Climate change is impacting the biosphere of the earth. The earth is “one planet”. Every species on the planet is interconnected to one another. If the balance of the ecosystem is tilted, it will impact every species on the earth. Like the tree of life, all living beings branch out from the same tree. The consequences of destructive human activities will reverberate across the levels of the ecosystem, which all species on earth are intrinsically part of. One day, polar bears and other critically endangered species will become mere fairytales, long-extinct without a trace. Endangered species, such as the dwindling polar bear, will become a mythological creature that roams only in the realm of fantasy and make-believe, akin to unicorns and dragons.

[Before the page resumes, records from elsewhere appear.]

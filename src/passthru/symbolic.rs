//! Serde encoding for J2534 enums. Values are written as `{ "name": ..., "value": ... }` and read back from
//! that object, a bare symbolic name, or a bare number.
use serde::{Deserialize, Serialize};

use super::constants::{ConnectFlags, FilterType, ProtocolId};

#[derive(Debug, Clone, PartialEq, Serialize, Deserialize)]
#[serde(untagged)]
pub enum SymbolicValue {
    Named { name: String, value: u32 },
    Value(u32),
    Name(String),
}

/// Enums with both a symbolic name and a raw J2534 value.
pub trait Symbolic: Sized {
    fn symbol(&self) -> String;
    fn value(&self) -> u32;
    fn from_symbol(name: &str) -> Option<Self>;
    fn from_value(value: u32) -> Option<Self>;

    fn to_symbolic(&self) -> SymbolicValue {
        SymbolicValue::Named {
            name: self.symbol(),
            value: self.value(),
        }
    }

    fn from_symbolic(symbolic: SymbolicValue) -> Result<Self, String> {
        let resolved = match &symbolic {
            SymbolicValue::Named { name, value } => Self::from_value(*value).or_else(|| Self::from_symbol(name)),
            SymbolicValue::Value(value) => Self::from_value(*value),
            SymbolicValue::Name(name) => Self::from_symbol(name),
        };
        resolved.ok_or_else(|| format!("Unrecognized value {:?}", symbolic))
    }
}

impl Symbolic for ProtocolId {
    fn symbol(&self) -> String {
        self.to_string()
    }
    fn value(&self) -> u32 {
        *self as u32
    }
    fn from_symbol(name: &str) -> Option<Self> {
        super::constants::parse_symbol(name, ProtocolId::from_repr)
    }
    fn from_value(value: u32) -> Option<Self> {
        ProtocolId::from_repr(value)
    }
}

impl Symbolic for FilterType {
    fn symbol(&self) -> String {
        self.to_string()
    }
    fn value(&self) -> u32 {
        *self as u32
    }
    fn from_symbol(name: &str) -> Option<Self> {
        super::constants::parse_symbol(name, FilterType::from_repr)
    }
    fn from_value(value: u32) -> Option<Self> {
        FilterType::from_repr(value)
    }
}

impl Symbolic for ConnectFlags {
    fn symbol(&self) -> String {
        self.to_string()
    }
    fn value(&self) -> u32 {
        self.bits()
    }
    fn from_symbol(name: &str) -> Option<Self> {
        name.parse().ok()
    }
    fn from_value(value: u32) -> Option<Self> {
        Some(ConnectFlags(value))
    }
}

macro_rules! symbolic_serde {
    ($($ty:ty),*) => {$(
        impl Serialize for $ty {
            fn serialize<S: serde::Serializer>(&self, serializer: S) -> Result<S::Ok, S::Error> {
                self.to_symbolic().serialize(serializer)
            }
        }

        impl<'de> Deserialize<'de> for $ty {
            fn deserialize<D: serde::Deserializer<'de>>(deserializer: D) -> Result<Self, D::Error> {
                let symbolic = SymbolicValue::deserialize(deserializer)?;
                <$ty>::from_symbolic(symbolic).map_err(serde::de::Error::custom)
            }
        }
    )*};
}

symbolic_serde!(ProtocolId, FilterType, ConnectFlags);

/// Baud rates are named after the protocol they run on, e.g. `ISO15765_500000`.
pub fn baud_rate_symbolic(protocol: ProtocolId, baud_rate: u32) -> SymbolicValue {
    SymbolicValue::Named {
        name: format!("{}_{}", protocol, baud_rate),
        value: baud_rate,
    }
}

pub fn baud_rate_from_symbolic(symbolic: &SymbolicValue) -> Result<u32, String> {
    match symbolic {
        SymbolicValue::Named { value, .. } | SymbolicValue::Value(value) => Ok(*value),
        SymbolicValue::Name(name) => name
            .rsplit('_')
            .next()
            .and_then(|digits| digits.parse().ok())
            .ok_or_else(|| format!("Unrecognized baud rate {}", name)),
    }
}

#[cfg(test)]
mod tests {
    use super::*;

    #[test]
    fn protocol_written_with_name_and_value() {
        let json = serde_json::to_string(&ProtocolId::ISO15765).unwrap();
        assert_eq!(json, r#"{"name":"ISO15765","value":6}"#);
    }

    #[test]
    fn protocol_read_from_any_form() {
        let from_name: ProtocolId = serde_json::from_str(r#""CAN""#).unwrap();
        let from_value: ProtocolId = serde_json::from_str("6").unwrap();
        let from_token: ProtocolId = serde_json::from_str(r#""6:ISO15765""#).unwrap();
        assert_eq!(from_name, ProtocolId::CAN);
        assert_eq!(from_value, ProtocolId::ISO15765);
        assert_eq!(from_token, ProtocolId::ISO15765);

        assert!(serde_json::from_str::<ProtocolId>("1234").is_err());
    }

    #[test]
    fn filter_type_and_flags() {
        let filter: FilterType = serde_json::from_str(r#""FLOW_CONTROL_FILTER""#).unwrap();
        assert_eq!(filter, FilterType::FlowControl);

        let flags: ConnectFlags = serde_json::from_str(r#"{"name":"CAN_29BIT_ID","value":256}"#).unwrap();
        assert_eq!(flags, ConnectFlags::CAN_29BIT_ID);
        let flags: ConnectFlags = serde_json::from_str(r#""CAN_ID_BOTH""#).unwrap();
        assert_eq!(flags, ConnectFlags::CAN_ID_BOTH);
    }

    #[test]
    fn baud_rate_names() {
        let symbolic = baud_rate_symbolic(ProtocolId::ISO15765, 500000);
        assert_eq!(baud_rate_from_symbolic(&symbolic), Ok(500000));
        assert_eq!(baud_rate_from_symbolic(&SymbolicValue::Name("CAN_250000".into())), Ok(250000));
        assert!(baud_rate_from_symbolic(&SymbolicValue::Name("FAST".into())).is_err());
    }
}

The polar bear and other critically endangered species will haunt the inner conscience of humanity forevermore. The cosmos and heavenly bodies will be the final frontier for endangered species on earth. The polar bear will ascend to the top of the mountains and beyond the cosmos. The Great Polar Bear Constellation will be an embodiment of the extinct polar bear; how polar bears and other endangered species will one day be reminiscent of ghosts. The only polar bear that will be seen on the planet earth will be in the sky, a cluster of stars reminding mankind of its genocide on nature. The eventual habitat of endangered species on the precipice of extinction will be the heavens and cosmos above. From afar, the twinkling eyes, the stars far across the universe, only see the beauty of this blue planet; the stars only see the earth from the outside, a blue orb swirling with white clouds. Like the stars, the polar bear and other endangered creatures want to become a constellation to see the earth from afar, not up close. Endangered species such as the polar bear will be ghosts of the past.